Nelle strade del quartiere Balduina si aggira un uomo conosciuto come “uomo albero”, famoso per indossare un mantello bianco e armato di un bastone con cui minaccia e molesta le donne. Le forze dell’ordine sono intervenute fermando questa figura nota nel quartiere, ma dopo alcune ore l’hanno rilasciato. Al momento, non ci sono denunce a suo carico e per legge non può essere trattenuto.
La preoccupazione dei residenti
L’uomo non sarebbe mentalmente stabile e da tempo vaga per le strade, creando preoccupazione tra gli abitanti. “Non è il massimo pensare di rientrare a casa, magari di sera da sole – racconta una donna – e trovarselo davanti col bastone”. La paura e l’ansia che questo individuo suscita sono palpabili, specialmente tra le donne che temono di incontrarlo da sole.
Discussioni sui social e proposte di azione
Il caso dell’uomo albero ha generato numerose discussioni nei gruppi di quartiere su Facebook. Gli utenti, in una sorta di piazza virtuale, si sono confrontati sull’accaduto e hanno cercato di trovare soluzioni. “Come promesso, alle ore 10 mi sono recata in Commissariato di polizia a Belsito, dove gli agenti mi hanno accolta con estrema gentilezza e comprensione – spiega una cittadina impegnata a risolvere la situazione – Dopo poche ore viene rilasciato perché non possono fare altro. È la legge. Ad oggi non risultano denunce a suo carico”.
La necessità di un esposto
Per far fronte a questa situazione, è stata proposta una raccolta firme per presentare un esposto. “In questo modo forse si riesce ad attivare la centrale operativa sociale – continua la cittadina – Quell’uomo sta male e non può essere lasciato girovagare da solo, è un potenziale pericolo per sé stesso e per gli altri”. La speranza è che, tramite questa iniziativa, le autorità possano intervenire in modo più efficace e garantire la sicurezza del quartiere.

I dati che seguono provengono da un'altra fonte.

//! Router setup with all API routes and middleware.
//!
//! Configures the axum Router with CORS, tracing, compression,
//! and all endpoint handlers.

use axum::extract::DefaultBodyLimit;
use axum::http::{header, HeaderValue, Method};
use axum::routing::get;
use axum::Router;
use tower_http::compression::CompressionLayer;
use tower_http::cors::{AllowOrigin, CorsLayer};
use tower_http::trace::TraceLayer;
use tracing::info;

use sift_core::config::SiftConfig;
use sift_core::error::{Result, SiftError};

use crate::handlers;
use crate::state::AppState;

/// Maximum accepted request body.
pub const MAX_BODY_BYTES: usize = 64 * 1024;

/// Create the axum Router with all routes and middleware.
pub fn create_router(state: AppState) -> Router {
    // CORS: localhost origins on the serving port only.
    let port = state.config.general.port;
    let origins: Vec<HeaderValue> = [
        format!("http://127.0.0.1:{}", port),
        format!("http://localhost:{}", port),
    ]
    .iter()
    .filter_map(|origin| origin.parse().ok())
    .collect();

    let cors = CorsLayer::new()
        .allow_origin(AllowOrigin::list(origins))
        .allow_methods([Method::GET, Method::POST, Method::OPTIONS])
        .allow_headers([header::CONTENT_TYPE, header::ACCEPT]);

    Router::new()
        .route("/health", get(handlers::health))
        .route("/search", get(handlers::search).post(handlers::search_post))
        .layer(DefaultBodyLimit::max(MAX_BODY_BYTES))
        .layer(CompressionLayer::new())
        .layer(TraceLayer::new_for_http())
        .layer(cors)
        .with_state(state)
}

/// Serve on `127.0.0.1:<general.port>` until Ctrl-C.
pub async fn start_server(config: &SiftConfig, state: AppState) -> Result<()> {
    let addr = format!("127.0.0.1:{}", config.general.port);
    let router = create_router(state);

    let listener = tokio::net::TcpListener::bind(&addr)
        .await
        .map_err(|e| SiftError::Startup(format!("Failed to bind {}: {}", addr, e)))?;

    info!("Starting API server on {}", addr);

    axum::serve(listener, router)
        .with_graceful_shutdown(shutdown_signal())
        .await
        .map_err(|e| SiftError::Startup(format!("Server error: {}", e)))?;

    info!("API server stopped");
    Ok(())
}

async fn shutdown_signal() {
    if let Err(e) = tokio::signal::ctrl_c().await {
        tracing::warn!(error = %e, "Failed to listen for shutdown signal");
        std::future::pending::<()>().await;
    }
}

Un caso simile al Prenestino
Momenti di paura anche al Prenestino, dove i vigili urbani hanno fermato e denunciato un uomo di quarantotto anni per porto abusivo di armi. È stato visto girovagare per via Aquilana impugnando una sciabola, un’arma in dotazione agli ufficiali delle forze dell’ordine. Non è chiaro come l’abbia ottenuta. Spaventati, i residenti hanno chiamato il Numero Unico delle Emergenze 112 e la sciabola è stata posta sotto sequestro.